Among the entries below, please repeat exactly and only the lines from the line containing "fails body deserialization." to the line containing "request body is", both lines included.
*** Records shown Section Begins ***
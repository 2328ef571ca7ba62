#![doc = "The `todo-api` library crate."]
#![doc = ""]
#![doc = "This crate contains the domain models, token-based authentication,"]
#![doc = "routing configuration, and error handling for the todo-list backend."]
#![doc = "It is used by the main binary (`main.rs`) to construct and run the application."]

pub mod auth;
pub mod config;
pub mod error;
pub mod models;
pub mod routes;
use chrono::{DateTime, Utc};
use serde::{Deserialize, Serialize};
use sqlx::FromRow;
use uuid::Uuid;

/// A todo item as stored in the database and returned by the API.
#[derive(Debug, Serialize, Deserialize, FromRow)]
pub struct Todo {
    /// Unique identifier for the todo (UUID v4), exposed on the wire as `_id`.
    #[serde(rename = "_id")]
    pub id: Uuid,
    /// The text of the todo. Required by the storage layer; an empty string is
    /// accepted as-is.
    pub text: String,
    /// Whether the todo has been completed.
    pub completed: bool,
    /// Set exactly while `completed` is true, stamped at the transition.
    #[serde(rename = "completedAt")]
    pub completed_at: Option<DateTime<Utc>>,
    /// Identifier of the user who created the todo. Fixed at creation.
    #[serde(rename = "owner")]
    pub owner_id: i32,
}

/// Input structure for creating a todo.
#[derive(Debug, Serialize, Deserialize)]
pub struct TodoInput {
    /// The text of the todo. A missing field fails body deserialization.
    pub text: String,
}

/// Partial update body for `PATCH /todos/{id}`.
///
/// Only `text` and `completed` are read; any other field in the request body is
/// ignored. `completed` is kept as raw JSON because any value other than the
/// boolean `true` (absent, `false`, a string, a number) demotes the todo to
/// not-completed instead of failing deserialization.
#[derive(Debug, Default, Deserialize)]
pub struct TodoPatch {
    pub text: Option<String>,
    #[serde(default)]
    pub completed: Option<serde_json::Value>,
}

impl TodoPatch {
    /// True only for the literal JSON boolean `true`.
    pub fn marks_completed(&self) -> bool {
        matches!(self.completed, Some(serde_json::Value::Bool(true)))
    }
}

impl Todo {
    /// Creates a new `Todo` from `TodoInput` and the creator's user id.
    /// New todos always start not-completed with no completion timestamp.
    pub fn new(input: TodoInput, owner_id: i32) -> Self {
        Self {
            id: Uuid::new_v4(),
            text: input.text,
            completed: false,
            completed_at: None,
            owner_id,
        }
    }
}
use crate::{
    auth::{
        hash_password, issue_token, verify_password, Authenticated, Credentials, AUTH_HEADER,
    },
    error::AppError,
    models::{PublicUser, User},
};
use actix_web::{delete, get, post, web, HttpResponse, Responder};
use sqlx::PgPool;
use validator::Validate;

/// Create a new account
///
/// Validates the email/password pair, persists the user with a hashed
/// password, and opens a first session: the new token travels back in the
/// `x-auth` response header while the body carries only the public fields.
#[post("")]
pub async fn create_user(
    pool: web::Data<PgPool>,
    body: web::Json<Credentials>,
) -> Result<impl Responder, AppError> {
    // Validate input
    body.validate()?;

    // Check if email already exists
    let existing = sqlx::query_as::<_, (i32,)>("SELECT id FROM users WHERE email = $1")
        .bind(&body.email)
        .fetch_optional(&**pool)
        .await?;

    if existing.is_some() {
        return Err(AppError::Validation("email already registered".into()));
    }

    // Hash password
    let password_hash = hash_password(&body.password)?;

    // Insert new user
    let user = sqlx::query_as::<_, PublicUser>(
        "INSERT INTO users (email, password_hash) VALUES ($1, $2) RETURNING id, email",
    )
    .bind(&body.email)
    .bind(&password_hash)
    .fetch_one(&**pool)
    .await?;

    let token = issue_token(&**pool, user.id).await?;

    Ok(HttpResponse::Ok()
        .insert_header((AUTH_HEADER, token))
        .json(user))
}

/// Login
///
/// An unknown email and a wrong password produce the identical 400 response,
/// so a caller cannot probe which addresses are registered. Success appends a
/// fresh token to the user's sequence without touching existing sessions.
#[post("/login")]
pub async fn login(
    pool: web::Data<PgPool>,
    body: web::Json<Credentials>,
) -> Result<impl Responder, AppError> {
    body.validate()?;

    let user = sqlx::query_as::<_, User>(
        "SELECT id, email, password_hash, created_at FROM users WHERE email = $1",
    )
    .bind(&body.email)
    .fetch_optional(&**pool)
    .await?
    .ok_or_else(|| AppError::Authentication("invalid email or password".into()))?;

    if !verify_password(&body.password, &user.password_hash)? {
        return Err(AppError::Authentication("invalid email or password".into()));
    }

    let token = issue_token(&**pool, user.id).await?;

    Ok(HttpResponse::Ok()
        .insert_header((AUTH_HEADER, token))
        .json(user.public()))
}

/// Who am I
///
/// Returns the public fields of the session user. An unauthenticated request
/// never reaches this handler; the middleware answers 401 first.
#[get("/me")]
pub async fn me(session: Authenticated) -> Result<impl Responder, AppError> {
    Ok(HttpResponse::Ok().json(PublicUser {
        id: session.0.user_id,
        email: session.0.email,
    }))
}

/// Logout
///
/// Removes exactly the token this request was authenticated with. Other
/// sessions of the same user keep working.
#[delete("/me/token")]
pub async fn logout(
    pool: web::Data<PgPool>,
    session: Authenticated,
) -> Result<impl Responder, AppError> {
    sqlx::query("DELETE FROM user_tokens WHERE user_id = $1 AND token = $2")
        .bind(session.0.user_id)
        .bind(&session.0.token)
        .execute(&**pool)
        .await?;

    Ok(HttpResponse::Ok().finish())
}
*** Records shown Section Ends ***
* [Task result]
    /// The text of the todo. A missing field fails body deserialization.
    pub text: String,
}

/// Partial update body for `PATCH /todos/{id}`.
///
/// Only `text` and `completed` are read; any other field in the request body is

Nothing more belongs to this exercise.